1. ¹College of Oceanic and Atmospheric Sciences, Oregon State University, Corvallis, OR, USA
2. ²Department of Biological Sciences, Rowan University, Glassboro, NJ, USA
3. ³Department of Botany and Microbiology, Institute for Environmental Genomics, University of Oklahoma, Norman, OK, USA
4. ⁴Department of Microbiology, Oregon State University, Corvallis, OR, USA

Correspondence: SJ Giovannoni, Department of Microbiology, Oregon State University, Nash Hall, Corvallis, OR 97331, USA. E-mail: steve.giovannoni@oregonstate.edu

Received 10 June 2008; Revised 1 September 2008; Accepted 2 September 2008; Published online 9 October 2008.

Abstract

We used molecular techniques to analyze basalts of varying ages that were collected from the East Pacific Rise, 9° N, from the rift axis of the Juan de Fuca Ridge and from neighboring seamounts. Cluster analysis of 16S rDNA terminal restriction fragment polymorphism data revealed that basalt endoliths are distinct from seawater and that communities clustered, to some degree, based on the age of the host rock. This age-based clustering suggests that alteration processes may affect community structure. Cloning and sequencing of bacterial and archaeal 16S rRNA genes revealed 12 different phyla and subphyla associated with basalts. These include the Gemmatimonadetes, Nitrospirae, the candidate phylum SBR1093 in the bacteria, and in the Archaea Marine Benthic Group B, none of which have been previously reported in basalts.
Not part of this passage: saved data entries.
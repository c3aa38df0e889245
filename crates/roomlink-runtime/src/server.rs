//! WebSocket front end for the Room Coordinator
//!
//! Each accepted socket becomes one relayed connection: inbound text frames
//! are decoded as [`SignalingMessage`]s and handed to the coordinator, and a
//! forwarder task drains the connection's outbound channel back onto the
//! socket. When the coordinator drops the channel (replacement, liveness
//! timeout) the forwarder closes the socket.

use futures::{SinkExt, StreamExt};
use roomlink_core::{protocol::error_codes, RoomlinkResult, SignalingMessage};
use std::net::SocketAddr;
use std::sync::Arc;
use tokio::net::{TcpListener, TcpStream};
use tokio::sync::watch;
use tokio_tungstenite::{accept_async, tungstenite::Message};
use tracing::{debug, error, info, warn};

use crate::coordinator::RoomCoordinator;

/// Accept loop serving the coordinator over WebSocket
pub struct CoordinatorServer {
    listener: TcpListener,
    coordinator: Arc<RoomCoordinator>,
}

impl CoordinatorServer {
    pub async fn bind(addr: &str, coordinator: Arc<RoomCoordinator>) -> RoomlinkResult<Self> {
        let listener = TcpListener::bind(addr).await?;
        Ok(Self {
            listener,
            coordinator,
        })
    }

    pub fn local_addr(&self) -> RoomlinkResult<SocketAddr> {
        Ok(self.listener.local_addr()?)
    }

    /// Serve until `shutdown` flips to true
    pub async fn run(self, mut shutdown: watch::Receiver<bool>) -> RoomlinkResult<()> {
        info!("Coordinator listening on {}", self.local_addr()?);
        loop {
            tokio::select! {
                accepted = self.listener.accept() => {
                    match accepted {
                        Ok((stream, addr)) => {
                            debug!("Accepted relayed connection from {}", addr);
                            let coordinator = self.coordinator.clone();
                            tokio::spawn(async move {
                                serve_socket(stream, coordinator).await;
                            });
                        }
                        Err(e) => {
                            error!("Accept error: {}", e);
                        }
                    }
                }
                changed = shutdown.changed() => {
                    if changed.is_err() || *shutdown.borrow() {
                        info!("Coordinator shutting down");
                        break;
                    }
                }
            }
        }
        Ok(())
    }
}

async fn serve_socket(stream: TcpStream, coordinator: Arc<RoomCoordinator>) {
    let ws_stream = match accept_async(stream).await {
        Ok(ws) => ws,
        Err(e) => {
            warn!("WebSocket handshake failed: {}", e);
            return;
        }
    };
    let (mut ws_sender, mut ws_receiver) = ws_stream.split();
    let (connection_id, mut outbound) = coordinator.register_connection();

    let mut forwarder = tokio::spawn(async move {
        while let Some(message) = outbound.recv().await {
            let text = match message.encode() {
                Ok(text) => text,
                Err(e) => {
                    error!("Failed to encode {}: {}", message.kind(), e);
                    continue;
                }
            };
            if ws_sender.send(Message::Text(text)).await.is_err() {
                return;
            }
        }
        // Coordinator dropped the connection
        let _ = ws_sender.send(Message::Close(None)).await;
    });

    loop {
        tokio::select! {
            frame = ws_receiver.next() => {
                let frame = match frame {
                    Some(Ok(frame)) => frame,
                    Some(Err(e)) => {
                        debug!("Connection {} read error: {}", connection_id, e);
                        break;
                    }
                    None => break,
                };
                match frame {
                    Message::Text(text) => match SignalingMessage::decode(&text) {
                        Ok(message) => coordinator.handle_message(connection_id, message),
                        Err(e) => {
                            coordinator.touch(connection_id);
                            coordinator.send_to(
                                connection_id,
                                SignalingMessage::error(error_codes::BAD_FRAME, e.to_string()),
                            );
                        }
                    },
                    Message::Close(_) => break,
                    // Transport-level keepalives still count as activity
                    Message::Ping(_) | Message::Pong(_) => coordinator.touch(connection_id),
                    Message::Binary(_) | Message::Frame(_) => {
                        coordinator.send_to(
                            connection_id,
                            SignalingMessage::error(error_codes::BAD_FRAME, "expected text frame"),
                        );
                    }
                }
            }
            _ = &mut forwarder => break,
        }
    }

    coordinator.disconnect(connection_id);
    forwarder.abort();
    debug!("Connection {} finished", connection_id);
}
We delineated novel ocean crust clades in the -Proteobacteria, Planctomycetes and Actinobacteria that are composed entirely of basalt-associated microflora, and may represent basalt ecotypes. Finally, microarray analysis of functional genes in basalt revealed that genes coding for previously unreported processes such as carbon fixation, methane oxidation, methanogenesis and nitrogen fixation are present, suggesting that basalts harbor previously unrecognized metabolic diversity. These novel processes could exert a profound influence on ocean chemistry.